Satu setengah bulan setelah Anne dilarikan ke rumah sakit saat ia dan June bertengkar. Lelaki itu kini tengah berbaring di paha istrinya sambil sesekali berbicara dengan perut Anne—calon bayinya. June terkekeh sendiri, kemudian menciumi perut Anne gemas sementara perempuan itu ikut terkekeh sambil membelai rambut suaminya.

Terdengar tarikan napas yang dilakukan oleh June. Dipeluknya perut Anne, lantas kembali berujar, "Hari ini Papa kangen banget sama kamu, Kak."

Sambil membelai rambut June, Anne menyahut, "Oh...kangennya sama dedek bayi aja? Sama aku engga? Fine."

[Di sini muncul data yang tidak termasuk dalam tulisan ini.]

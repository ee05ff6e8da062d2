use super::*;

/// Allocation Unit Map: the FAT of a STAGE.DAT.
///
/// One slot per AU id. A slot holds the next id of the chain, or one of
/// the two reserved values below. Slots ahead of the first legal AU id
/// do not exist on disk and are synthesized as end-of-list so a walk from
/// any legal id behaves.
///
/// On disk the table is a [`Check`] followed by `entries` unsigned fields
/// of `width` bits each, packed little-endian, least-significant bit
/// first. Every object read depends on this table decoding correctly.
#[derive(Debug, Clone)]
pub struct Aum {
    pub width: u16,
    pub start_id: u16,
    pub entries: u16,
    pub checks: Check,
    table: Vec<u16>,
}

impl Aum {
    pub const FREE_ENTRY_VALUE: u16 = 0x00;
    pub const EOL_ENTRY_VALUE: u16 = 0x01;

    pub fn new(width: u16, start_id: u16, entries: u16) -> Aum {
        Aum {
            width,
            start_id,
            entries,
            checks: Check::default(),
            table: Vec::new(),
        }
    }

    /// On-disk byte length of this map.
    pub fn size(&self) -> usize {
        Check::SIZE + (self.entries as usize * self.width as usize).div_ceil(8)
    }

    pub fn unpack(&mut self, data: &[u8]) -> Result<()> {
        if data.len() != self.size() {
            return Err(StageError::unpack_size(self.size(), data.len()));
        }
        self.checks = Check::unpack(&data[..Check::SIZE])?;
        let packed = &data[Check::SIZE..];

        // The slots before the first legal id aren't real.
        let mut table = vec![Self::EOL_ENTRY_VALUE; self.start_id as usize];

        let width = self.width as u32;
        let mask: u32 = (1 << width) - 1;
        let mut reg: u32 = 0;
        let mut bit_count: u32 = 0;
        let mut bytes = packed.iter();
        for _ in 0..self.entries.saturating_sub(self.start_id) {
            // Shift bytes in to the left of any remaining bits until the
            // register holds a whole field. (little-endian, LSB first)
            while bit_count < width {
                let byte = *bytes.next().ok_or(StageError::Eof {
                    wanted: 1,
                    available: 0,
                })?;
                reg |= (byte as u32) << bit_count;
                bit_count += 8;
            }
            table.push((reg & mask) as u16);

            // Shift out the used bits.
            reg >>= width;
            bit_count -= width;
        }

        self.table = table;
        Ok(())
    }

    /// The decoded table, synthesized leading slots included.
    pub fn table(&self) -> &[u16] {
        &self.table
    }

    /// The AU chained after `auid`.
    pub fn next(&self, auid: u16) -> Result<u16> {
        let slot = *self
            .table
            .get(auid as usize)
            .ok_or(StageError::AuDoesNotExist(auid))?;
        match slot {
            Self::EOL_ENTRY_VALUE => Err(StageError::AuEndOfList(auid)),
            Self::FREE_ENTRY_VALUE => Err(StageError::AuNotAllocated(auid)),
            next => Ok(next),
        }
    }

    /// The ordered chain starting at `auid`, walked to end-of-list.
    ///
    /// End-of-list terminates the chain; a free or nonexistent id along
    /// the way is a fault and propagates.
    pub fn chain(&self, auid: u16) -> Result<Vec<u16>> {
        let mut chain = Vec::new();
        let mut auid = auid;
        loop {
            chain.push(auid);
            match self.next(auid) {
                Ok(next) => auid = next,
                Err(StageError::AuEndOfList(_)) => break,
                Err(e) => return Err(e),
            }
        }
        Ok(chain)
    }
}
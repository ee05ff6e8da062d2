use super::*;

/// File header at byte offset 0, describing the cache geometry.
///
/// | Offset | Size | Field           | Description |
/// | ------ | ---- | --------------- | ----------- |
/// | 0      | 2    | structureLevel  | Layout revision. |
/// | 2      | 2    | class           | Store class. |
/// | 4      | 2    | auQuantaSize    | Bytes per allocation unit. |
/// | 6      | 2    | auStartOffset   | File offset of the AU array. |
/// | 8      | 2    | mapWidth        | Bits per AU Map entry, 1 to 16. |
/// | 10     | 2    | maxMapEntries   | AU Map entry count. |
/// | 12     | 2    | dirTotByteSize  | Directory byte size. |
/// | 14     | 2    | curStartIdx     | Active side of the A/B pair, 0 or 1. |
/// | 16     | 8    | startIDs        | Two [`StartID`] pairs. |
/// | 24     | 2    | prologueStartID | First legal AU id, at least 2. |
/// | 26     | 2    | check           | Checksum; parsed, not validated. |
///
/// Everything is little-endian. Some Windows-era files append an extra
/// object id after the documented fields; the Reception System never reads
/// it for staging, so neither do we.
#[derive(Debug, Clone, Default, PartialEq, Eq)]
pub struct Prologue {
    pub structure_level: u16,
    pub class: u16,
    pub au_quanta_size: u16,
    pub au_start_offset: u16,
    pub map_width: u16,
    pub max_map_entries: u16,
    pub dir_tot_byte_size: u16,
    pub cur_start_idx: u16,
    pub start_ids: [StartID; 2],
    pub prologue_start_id: u16,
    pub check: u16,
}

impl Prologue {
    pub const SIZE: usize = 28;

    pub fn unpack(data: &[u8]) -> Result<Prologue> {
        if data.len() != Self::SIZE {
            return Err(StageError::unpack_size(Self::SIZE, data.len()));
        }
        let mut reader = Reader::new(data, true);
        let prologue = Prologue {
            structure_level: reader.read_u16()?,
            class: reader.read_u16()?,
            au_quanta_size: reader.read_u16()?,
            au_start_offset: reader.read_u16()?,
            map_width: reader.read_u16()?,
            max_map_entries: reader.read_u16()?,
            dir_tot_byte_size: reader.read_u16()?,
            cur_start_idx: reader.read_u16()?,
            start_ids: [
                StartID::unpack(reader.read(StartID::SIZE)?)?,
                StartID::unpack(reader.read(StartID::SIZE)?)?,
            ],
            prologue_start_id: reader.read_u16()?,
            check: reader.read_u16()?,
        };
        prologue.validate()?;
        Ok(prologue)
    }

    fn validate(&self) -> Result<()> {
        if !(1..=16).contains(&self.map_width) {
            return Err(StageError::Unpack(format!(
                "map width {} out of range 1..=16",
                self.map_width
            )));
        }
        if self.au_quanta_size == 0 {
            return Err(StageError::Unpack("AU quanta size is zero".into()));
        }
        if self.prologue_start_id < 2 {
            return Err(StageError::Unpack(format!(
                "prologue start id {} below 2",
                self.prologue_start_id
            )));
        }
        if self.cur_start_idx > 1 {
            return Err(StageError::Unpack(format!(
                "current start index {} is neither 0 nor 1",
                self.cur_start_idx
            )));
        }
        Ok(())
    }
}

#[cfg(test)]
pub(crate) fn sample_prologue_bytes() -> Vec<u8> {
    let words: [u16; 8] = [
        1,  // structure level
        0,  // class
        32, // AU quanta size
        64, // AU start offset
        16, // map width
        10, // max map entries
        48, // directory byte size
        0,  // current start index
    ];
    let mut data = Vec::new();
    for w in words {
        data.extend_from_slice(&w.to_le_bytes());
    }
    data.extend_from_slice(
        &StartID {
            map_start_id: 2,
            dir_start_id: 5,
        }
        .pack(),
    );
    data.extend_from_slice(
        &StartID {
            map_start_id: 6,
            dir_start_id: 7,
        }
        .pack(),
    );
    data.extend_from_slice(&2u16.to_le_bytes()); // prologue start id
    data.extend_from_slice(&0xbeefu16.to_le_bytes()); // check
    data
}

#[cfg(test)]
mod tests {
    use super::*;

    #[test]
    fn unpack_sample() {
        let p = Prologue::unpack(&sample_prologue_bytes()).unwrap();
        assert_eq!(p.au_quanta_size, 32);
        assert_eq!(p.au_start_offset, 64);
        assert_eq!(p.map_width, 16);
        assert_eq!(p.max_map_entries, 10);
        assert_eq!(p.dir_tot_byte_size, 48);
        assert_eq!(p.cur_start_idx, 0);
        assert_eq!(p.start_ids[0].map_start_id, 2);
        assert_eq!(p.start_ids[0].dir_start_id, 5);
        assert_eq!(p.start_ids[1].map_start_id, 6);
        assert_eq!(p.start_ids[1].dir_start_id, 7);
        assert_eq!(p.prologue_start_id, 2);
        assert_eq!(p.check, 0xbeef);
    }

    #[test]
    fn short_read_fails() {
        let data = sample_prologue_bytes();
        assert!(matches!(
            Prologue::unpack(&data[..20]),
            Err(StageError::Unpack(_))
        ));
    }

    #[test]
    fn geometry_checks() {
        let mut data = sample_prologue_bytes();
        data[8] = 17; // map width
        assert!(Prologue::unpack(&data).is_err());

        let mut data = sample_prologue_bytes();
        data[8] = 0;
        assert!(Prologue::unpack(&data).is_err());

        let mut data = sample_prologue_bytes();
        data[4] = 0; // AU quanta size
        assert!(Prologue::unpack(&data).is_err());

        let mut data = sample_prologue_bytes();
        data[24] = 1; // prologue start id
        assert!(Prologue::unpack(&data).is_err());

        let mut data = sample_prologue_bytes();
        data[14] = 2; // current start index
        assert!(Prologue::unpack(&data).is_err());
    }
}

Melirik Anne yang kini masih membelai rambutnya, June mendecih, kemudian memelankan volume suaranya, "Tuh, dengar ga kamu, Kak? Si Mama tuh nethink aja sama Papa. Coba bilangin deh, jangan nethink. Nanti Papa cium sampai ga bisa napas, lho." Kemudian, yang selanjutnya terdengar adalah tawa pecah Anne. Perempuan itu hendak menunduk—untuk mengecup dahi suaminya—namun segera ditahan oleh June. "Jangan, Sayang. Nanti dedek bayi sakit karena ketekuk. Aku aja yang bangun." June duduk, mendekatkan kepalanya pada Anne, membiarkan perempuan itu mengecup dahinya agak lama.

Senyum merekah di bibirnya begitu dahi June menjauh. Anne memegang tangan June yang mengusap perutnya. "Jadi, kamu cuma kangen sama adek bayi? Sama aku engga?" Anne bertanya lagi.

June terkekeh. Dikecupnya wajah Anne berkali-kali, kemudian merengkuh tubuh mungil itu ke dalam pelukan. "Kalau sama kamu ngga usah ditanya, Sayang. Jelas kangen dan akan selalu begitu," ucapnya, kembali mengecupi wajah Anne, membuat perempuan itu terkekeh sambil menghindari kecupan-kecupannya.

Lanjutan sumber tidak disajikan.